[[ Supplied information open ]]
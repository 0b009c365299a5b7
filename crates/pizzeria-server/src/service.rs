//! MenuService: the single coordinator between HTTP handlers and the
//! catalog store.
//!
//! All business logic flows through [`MenuService`]:
//! - catalog pass-through for ingredients and pizzas,
//! - recipe composition (validate references, refuse a second recipe, write
//!   the ordered rows all-or-nothing),
//! - price aggregation (sum of recipe ingredient prices, computed on read).
//!
//! Handlers are thin wrappers that delegate to these methods.

use pizzeria_core::{
    Ingredient, IngredientChanges, Pizza, PizzaChanges, PizzaWithPrice, Recipe, Slug,
};
use pizzeria_storage::{MenuStore, SqliteStore};

use crate::error::ApiError;

/// The central service over a [`MenuStore`] backend.
pub struct MenuService<S: MenuStore> {
    store: S,
}

impl MenuService<SqliteStore> {
    /// Creates a MenuService backed by the SQLite database at `db_path`.
    pub fn new(db_path: &str) -> Result<Self, ApiError> {
        let store = SqliteStore::new(db_path)
            .map_err(|e| ApiError::InternalError(format!("failed to open store: {}", e)))?;
        Ok(Self::with_store(store))
    }

    /// Creates a MenuService over a private in-memory SQLite database.
    pub fn in_memory() -> Result<Self, ApiError> {
        let store = SqliteStore::in_memory()
            .map_err(|e| ApiError::InternalError(format!("failed to open store: {}", e)))?;
        Ok(Self::with_store(store))
    }
}

impl<S: MenuStore> MenuService<S> {
    pub fn with_store(store: S) -> Self {
        MenuService { store }
    }

    // -------------------------------------------------------------------
    // Ingredients
    // -------------------------------------------------------------------

    pub fn list_ingredients(&self) -> Result<Vec<Ingredient>, ApiError> {
        Ok(self.store.list_ingredients()?)
    }

    pub fn get_ingredient(&self, slug: &Slug) -> Result<Ingredient, ApiError> {
        Ok(self.store.get_ingredient(slug)?)
    }

    pub fn create_ingredient(&mut self, ingredient: Ingredient) -> Result<Ingredient, ApiError> {
        self.store.insert_ingredient(&ingredient)?;
        tracing::info!(slug = %ingredient.slug, price100 = ingredient.price100, "ingredient created");
        Ok(ingredient)
    }

    pub fn update_ingredient(
        &mut self,
        slug: &Slug,
        changes: IngredientChanges,
    ) -> Result<Ingredient, ApiError> {
        let updated = self.store.update_ingredient(slug, &changes)?;
        tracing::info!(slug = %slug, price100 = updated.price100, "ingredient updated");
        Ok(updated)
    }

    pub fn delete_ingredient(&mut self, slug: &Slug) -> Result<(), ApiError> {
        self.store.delete_ingredient(slug)?;
        tracing::info!(slug = %slug, "ingredient deleted");
        Ok(())
    }

    // -------------------------------------------------------------------
    // Pizzas
    // -------------------------------------------------------------------

    pub fn create_pizza(&mut self, pizza: Pizza) -> Result<Pizza, ApiError> {
        self.store.insert_pizza(&pizza)?;
        tracing::info!(slug = %pizza.slug, "pizza created");
        Ok(pizza)
    }

    pub fn update_pizza(&mut self, slug: &Slug, changes: PizzaChanges) -> Result<Pizza, ApiError> {
        let updated = self.store.update_pizza(slug, &changes)?;
        tracing::info!(slug = %slug, "pizza renamed");
        Ok(updated)
    }

    /// Deletes a pizza together with its recipe.
    pub fn delete_pizza(&mut self, slug: &Slug) -> Result<(), ApiError> {
        self.store.delete_pizza(slug)?;
        tracing::info!(slug = %slug, "pizza deleted");
        Ok(())
    }

    // -------------------------------------------------------------------
    // Recipes
    // -------------------------------------------------------------------

    /// Returns the ingredient slugs of a pizza's recipe in position order.
    ///
    /// A pizza without a recipe and an unknown pizza both yield `NotFound`.
    pub fn get_recipe(&self, pizza: &Slug) -> Result<Recipe, ApiError> {
        let entries = self.store.recipe_entries(pizza)?;
        if entries.is_empty() {
            return Err(ApiError::NotFound(format!("recipe for pizza '{}'", pizza)));
        }
        Ok(Recipe::from_entries(&entries))
    }

    /// Creates the recipe of `pizza` from `ingredients` in the given order.
    ///
    /// Checks run in a fixed order: the pizza exists, then every ingredient
    /// in input order (the first missing one is reported), then no recipe
    /// exists yet. The rows are then written in one transaction; the store's
    /// constraints turn a concurrent duplicate into `Conflict` as well.
    pub fn create_recipe(&mut self, pizza: Slug, ingredients: Vec<Slug>) -> Result<Recipe, ApiError> {
        if !self.store.pizza_exists(&pizza)? {
            tracing::warn!(pizza = %pizza, "recipe rejected: unknown pizza");
            return Err(ApiError::invalid(
                "pizza_slug",
                format!("Provided pizza '{}' does not exist", pizza),
            ));
        }

        if ingredients.is_empty() {
            return Err(ApiError::invalid(
                "ingredients",
                "A recipe needs at least one ingredient",
            ));
        }

        for ingredient in &ingredients {
            if !self.store.ingredient_exists(ingredient)? {
                tracing::warn!(pizza = %pizza, ingredient = %ingredient, "recipe rejected: unknown ingredient");
                return Err(ApiError::invalid(
                    "ingredients",
                    format!("Provided ingredient '{}' does not exist", ingredient),
                ));
            }
        }

        match self.get_recipe(&pizza) {
            Ok(_) => {
                tracing::warn!(pizza = %pizza, "recipe rejected: already exists");
                return Err(ApiError::Conflict(format!(
                    "a recipe already exists for pizza '{}'",
                    pizza
                )));
            }
            Err(ApiError::NotFound(_)) => {}
            Err(err) => return Err(err),
        }

        self.store.insert_recipe(&pizza, &ingredients)?;
        tracing::info!(pizza = %pizza, ingredients = ingredients.len(), "recipe created");
        Ok(Recipe { ingredients })
    }

    // -------------------------------------------------------------------
    // Prices
    // -------------------------------------------------------------------

    /// The pizza with the current sum of its recipe's ingredient prices.
    pub fn get_pizza_price(&self, slug: &Slug) -> Result<PizzaWithPrice, ApiError> {
        if let Some(priced) = self.store.priced_pizza(slug)? {
            return Ok(priced);
        }
        // Both cases are NotFound; the message tells them apart.
        let message = if self.store.pizza_exists(slug)? {
            format!("pizza '{}' has no recipe", slug)
        } else {
            format!("pizza '{}'", slug)
        };
        Err(ApiError::NotFound(message))
    }

    /// Every pizza that has a recipe, with its derived price. Pizzas without
    /// a recipe are left out.
    pub fn list_pizza_prices(&self) -> Result<Vec<PizzaWithPrice>, ApiError> {
        Ok(self.store.priced_pizzas()?)
    }
}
[[ Supplied information closed ]]
Problem to solve:
Show every line in the records above that contains the word "SqliteStore".

Response to the task:
use pizzeria_storage::{MenuStore, SqliteStore};
impl MenuService<SqliteStore> {
        let store = SqliteStore::new(db_path)
        let store = SqliteStore::in_memory()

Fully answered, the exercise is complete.